When a Thrissur student took Kerala to the age of neorealist cinema
P Ramdas’s Newspaper Boy was released in May, 1955, in less than 10 cinema halls in Kerala.
P Ramdas’s Newspaper Boy was released in May, 1955, in less than 10 cinema halls in Kerala.
P Ramdas’s Newspaper Boy was released in May, 1955, in less than 10 cinema halls in Kerala.
In the immediate post-Independence period, Indian cinema was open to ideas from the West. A whole generation of filmmakers, both existing and aspiring, took great inspiration from Vittorio De Sica’s 1948 classic Bicycle Thieves. Bimal Roy’s Do Bigha Zameen, easily one of the finest works of Indian cinema, is probably the best known neorealist film produced in India, but Italian neorealism had a following in the early 1950s even in Kerala.
Two years after Roy’s masterpiece was released and just months ahead of Satyajit Ray’s Pather Panchali hitting the screens, a 22-year old student from Thrissur directed the first Malayalam neorealist film. P Ramdas’s Newspaper Boy was released in May, 1955, in less than 10 cinema halls in Kerala.
With a budget of less than Rs 2 lakh, collected from the public decades before crowdsourcing became a common word in the Silicon Valley, Ramdas’s directorial debut has the distinction of being the first commercial film produced entirely by students in India. More to its credit is the fact that the actors weren’t professionals and the crew members were highly inexperienced.

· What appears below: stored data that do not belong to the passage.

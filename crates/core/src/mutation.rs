//! Genetic mutation entries recorded for breast cancer patients.
//!
//! `mutation` is constrained to the list for the entry's gene and is cleared whenever the
//! gene changes, so an entry is always either empty or consistent.

use serde::{Deserialize, Deserializer, Serialize};
use serde_json::{Map, Value};

/// One row of the repeatable "Genetic Mutations" list.
///
/// Only objects carrying a `gene` key read as entries. Keys the editor does not manage
/// (`variant`, `test_date`, `assay_method`, ...) are kept in `extra` and written back as is.
#[derive(Clone, Debug, Default, PartialEq, Eq, Serialize, Deserialize)]
pub struct MutationEntry {
    #[serde(deserialize_with = "string_or_null")]
    pub gene: String,
    #[serde(default, deserialize_with = "string_or_null")]
    pub mutation: String,
    #[serde(default, deserialize_with = "string_or_null")]
    pub origin: String,
    #[serde(default, deserialize_with = "string_or_null")]
    pub interpretation: String,
    #[serde(flatten)]
    pub extra: Map<String, Value>,
}

fn string_or_null<'de, D>(deserializer: D) -> Result<String, D::Error>
where
    D: Deserializer<'de>,
{
    Ok(Option::<String>::deserialize(deserializer)?.unwrap_or_default())
}

pub const GENE_OPTIONS: &[&str] = &[
    "BRCA1", "BRCA2", "TP53", "PIK3CA", "PTEN", "ATM", "CHEK2", "PALB2", "CDH1", "ERBB2",
];

pub const ORIGIN_OPTIONS: &[&str] = &["Germline", "Somatic", "Unknown"];

pub const INTERPRETATION_OPTIONS: &[&str] = &[
    "Pathogenic",
    "Likely Pathogenic",
    "Variant of Uncertain Significance",
    "Likely Benign",
    "Benign",
];

const BRCA1_MUTATIONS: &[&str] = &[
    "c.68_69delAG",
    "c.5266dupC",
    "c.181T>G",
    "c.3756_3759del",
    "185delAG",
    "Other",
];
const BRCA2_MUTATIONS: &[&str] = &[
    "c.5946delT",
    "c.9097dupA",
    "c.7617+1G>A",
    "6174delT",
    "c.8537_8538del",
    "Other",
];
const TP53_MUTATIONS: &[&str] = &["R175H", "R248Q", "R273H", "R248W", "R282W", "Other"];
const PIK3CA_MUTATIONS: &[&str] = &["E542K", "E545K", "H1047R", "H1047L", "E726K", "Other"];
const PTEN_MUTATIONS: &[&str] = &["R130*", "R173C", "R233*", "R335*", "c.209+1G>T", "Other"];
const ATM_MUTATIONS: &[&str] = &["c.5932G>T", "c.6095G>A", "c.8122G>A", "c.7271T>G", "Other"];
const CHEK2_MUTATIONS: &[&str] = &["1100delC", "I157T", "R117G", "IVS2+1G>A", "Other"];
const PALB2_MUTATIONS: &[&str] = &[
    "c.3113G>A",
    "c.1676del",
    "c.509_510delGA",
    "c.172_175delTTGT",
    "Other",
];
const CDH1_MUTATIONS: &[&str] = &["c.1018A>G", "c.1137G>A", "c.283C>T", "c.1901C>T", "Other"];
const ERBB2_MUTATIONS: &[&str] = &["L755S", "V777L", "G776delinsVC", "D769H", "Other"];

/// Canonical spelling of `gene` in [`GENE_OPTIONS`], ignoring ASCII case and surrounding
/// whitespace. Stored records use lowercase symbols such as `brca1`.
pub fn gene_option(gene: &str) -> Option<&'static str> {
    let gene = gene.trim();
    GENE_OPTIONS
        .iter()
        .copied()
        .find(|option| option.eq_ignore_ascii_case(gene))
}

/// Mutations selectable for `gene`. Unknown or empty genes have none.
pub fn mutation_options(gene: &str) -> &'static [&'static str] {
    match gene_option(gene) {
        Some("BRCA1") => BRCA1_MUTATIONS,
        Some("BRCA2") => BRCA2_MUTATIONS,
        Some("TP53") => TP53_MUTATIONS,
        Some("PIK3CA") => PIK3CA_MUTATIONS,
        Some("PTEN") => PTEN_MUTATIONS,
        Some("ATM") => ATM_MUTATIONS,
        Some("CHEK2") => CHEK2_MUTATIONS,
        Some("PALB2") => PALB2_MUTATIONS,
        Some("CDH1") => CDH1_MUTATIONS,
        Some("ERBB2") => ERBB2_MUTATIONS,
        _ => &[],
    }
}

impl MutationEntry {
    pub fn new(gene: impl Into<String>) -> Self {
        Self {
            gene: gene.into(),
            ..Self::default()
        }
    }

    /// `mutation` is empty or one of the options for `gene`.
    pub fn is_consistent(&self) -> bool {
        self.mutation.is_empty() || mutation_options(&self.gene).contains(&self.mutation.as_str())
    }

    /// HGVS variant recorded by the records API, if any.
    pub fn variant(&self) -> Option<&str> {
        self.extra
            .get("variant")
            .and_then(Value::as_str)
            .filter(|v| !v.is_empty())
    }

    /// One-line summary, e.g. `BRCA1 c.5266dupC (Germline, Pathogenic)`. Falls back to the
    /// stored variant when no mutation is selected.
    pub fn summary(&self) -> String {
        let mut line = self.gene.clone();
        let detail = Some(self.mutation.as_str())
            .filter(|m| !m.is_empty())
            .or_else(|| self.variant());
        if let Some(detail) = detail {
            line.push(' ');
            line.push_str(detail);
        }
        let qualifiers: Vec<&str> = [self.origin.as_str(), self.interpretation.as_str()]
            .into_iter()
            .filter(|q| !q.is_empty())
            .collect();
        if !qualifiers.is_empty() {
            line.push_str(&format!(" ({})", qualifiers.join(", ")));
        }
        line
    }
}

/// Sets the entry's gene and clears its mutation, whatever the previous values were.
pub fn on_gene_change(entry: &mut MutationEntry, new_gene: impl Into<String>) {
    entry.gene = new_gene.into();
    entry.mutation.clear();
}

#[cfg(test)]
mod tests {
    use super::*;

    #[test]
    fn test_on_gene_change_always_clears_mutation() {
        let mut entry = MutationEntry {
            gene: "BRCA1".into(),
            mutation: "Other".into(),
            origin: "Germline".into(),
            interpretation: "Pathogenic".into(),
            ..MutationEntry::default()
        };
        // "Other" is also a valid TP53 mutation; it must still be cleared.
        assert!(mutation_options("TP53").contains(&"Other"));

        on_gene_change(&mut entry, "TP53");

        assert_eq!(entry.gene, "TP53");
        assert_eq!(entry.mutation, "");
        assert_eq!(entry.origin, "Germline");
        assert_eq!(entry.interpretation, "Pathogenic");
    }

    #[test]
    fn test_on_gene_change_to_same_gene_still_clears() {
        let mut entry = MutationEntry {
            gene: "TP53".into(),
            mutation: "R175H".into(),
            ..MutationEntry::default()
        };
        on_gene_change(&mut entry, "TP53");
        assert!(entry.mutation.is_empty());
    }

    #[test]
    fn test_every_gene_option_has_mutations() {
        for gene in GENE_OPTIONS {
            assert!(!mutation_options(gene).is_empty(), "{gene} has no mutations");
        }
        assert!(mutation_options("NOTAGENE").is_empty());
    }

    #[test]
    fn test_is_consistent() {
        let mut entry = MutationEntry::new("PIK3CA");
        assert!(entry.is_consistent());
        entry.mutation = "H1047R".into();
        assert!(entry.is_consistent());
        entry.mutation = "R175H".into();
        assert!(!entry.is_consistent());
    }

    #[test]
    fn test_summary_skips_empty_parts() {
        let entry = MutationEntry {
            gene: "BRCA2".into(),
            mutation: "c.9097dupA".into(),
            origin: "".into(),
            interpretation: "Likely Pathogenic".into(),
            ..MutationEntry::default()
        };
        assert_eq!(entry.summary(), "BRCA2 c.9097dupA (Likely Pathogenic)");
        assert_eq!(MutationEntry::new("ATM").summary(), "ATM");
    }

    #[test]
    fn test_gene_matching_ignores_case() {
        assert_eq!(gene_option(" brca1 "), Some("BRCA1"));
        assert_eq!(gene_option("KRAS"), None);
        assert_eq!(mutation_options("tp53"), mutation_options("TP53"));

        let mut entry = MutationEntry::new("pik3ca");
        entry.mutation = "H1047R".into();
        assert!(entry.is_consistent());
    }

    #[test]
    fn test_unmanaged_keys_survive_round_trip() {
        let stored = serde_json::json!({
            "gene": "brca1",
            "variant": "c.5096g>a",
            "origin": "somatic",
            "interpretation": "vus",
            "test_date": "2024-01-15",
            "assay_method": "Next Generation Sequencing"
        });
        let mut entry: MutationEntry = serde_json::from_value(stored.clone()).expect("entry");
        assert_eq!(entry.variant(), Some("c.5096g>a"));
        assert_eq!(entry.summary(), "brca1 c.5096g>a (somatic, vus)");
        assert_eq!(serde_json::to_value(&entry).expect("serialize")["test_date"], "2024-01-15");

        entry.origin = "Germline".into();
        let written = serde_json::to_value(&entry).expect("serialize");
        assert_eq!(written["variant"], stored["variant"]);
        assert_eq!(written["assay_method"], stored["assay_method"]);
        assert_eq!(written["origin"], "Germline");
    }

    #[test]
    fn test_entry_requires_gene_and_tolerates_nulls() {
        assert!(serde_json::from_value::<MutationEntry>(serde_json::json!({"name": "x"})).is_err());

        let entry: MutationEntry =
            serde_json::from_value(serde_json::json!({"gene": "tp53", "origin": null}))
                .expect("entry");
        assert_eq!(entry.gene, "tp53");
        assert!(entry.origin.is_empty());
        assert!(entry.extra.is_empty());
    }
}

Watching the film more than six decades later, a viewer cannot help but be mesmerized by how well it was made, against all odds. The film looks at the life of an impoverished Nair family that is full of misfortunes.
Mostly filmed in a studio in Thiruvananthapuram, as the movie is set in Thrissur and Chennai, the outdoor scenes were shot in those cities. The scenes offer an invaluable glimpse into newly Independent India. Those familiar with the idiosyncrasies of the Malayalam language would appreciate the care taken to ensure that the Thrissur dialect and accent were used to perfection. Although the famous scenes from the Ernakulam Junction railway station were inspired by an Akira Kurosawa film, the viewer would be easily be reminded of the 1956 classic Bhowani Junction, which was filmed in Lahore.
More importantly the film highlighted the realities of life and society. Till that point, audiences in Kerala, like in the rest of India saw cinema mainly as an opportunity to escape the harshness of life in a very poor country, but Newspaper Boy was a path-breaker that would have a deep impact on the film-going public in the future.
Kerala was certainly not ready for this kind of a film and Ramdas did not make any money from it. In fact, it took almost four months to find a distributor for the film, and reports indicate that Ramdas actually had to return some money to the distributors because of its commercial failure.
The director would himself admit that the film was ahead of its time. It is actually seen in retrospect as one of Indian cinema’s finest films.
The success, national and international recognition of Kerala’s neorealist films may even have had an impact on purely commercial films in the state. For a long time, audiences watching Malayalam films went home in tears when films culminated into a tragedy.
Ramdas, who died at the age of 81 in 2014, would only go on to produce two more mainstream films. However, there is little information in the public domain about the two movies - Nirapara (1976) and Vadakaveettile Adithi (1981). In 2007, he was chosen for the J C Daniel Award, the Kerala government’s highest honour for lifetime contribution to Malayalam cinema.
It would be a great service to digitally restore Newspaper Boy and have it screened in places like Italy, where there is a growing nostalgia for neorealist films. A few years ago, the Alliance Française de Bombay, held a special screening of Shaji N Karun’s Piravi, giving the new generation a chance to watch another masterpiece of Malayalam cinema.
One wonders whether the golden era of Malayalam art cinema is over. The viewing public increasingly shuns this genre and is drawn to films that imitate Tamil, Hindi and English cinema. For filmmakers, it does make sense to tap a market that is much larger than Kerala. A large number of cinema halls are screening Lucifer in Mumbai, and it’s not just the Malayalis who are turning up in numbers to watch the Mohanlal-starrer.
Many cities around the world have dedicated screening halls for non-mainstream films. A cinema hall built on the same lines in Fort Kochi or Thiruvananthapuram would be a welcome tourist attraction and at the same time provide a platform for those filmmakers who aspire to make the kind of movies that reflect the social realities of contemporary India.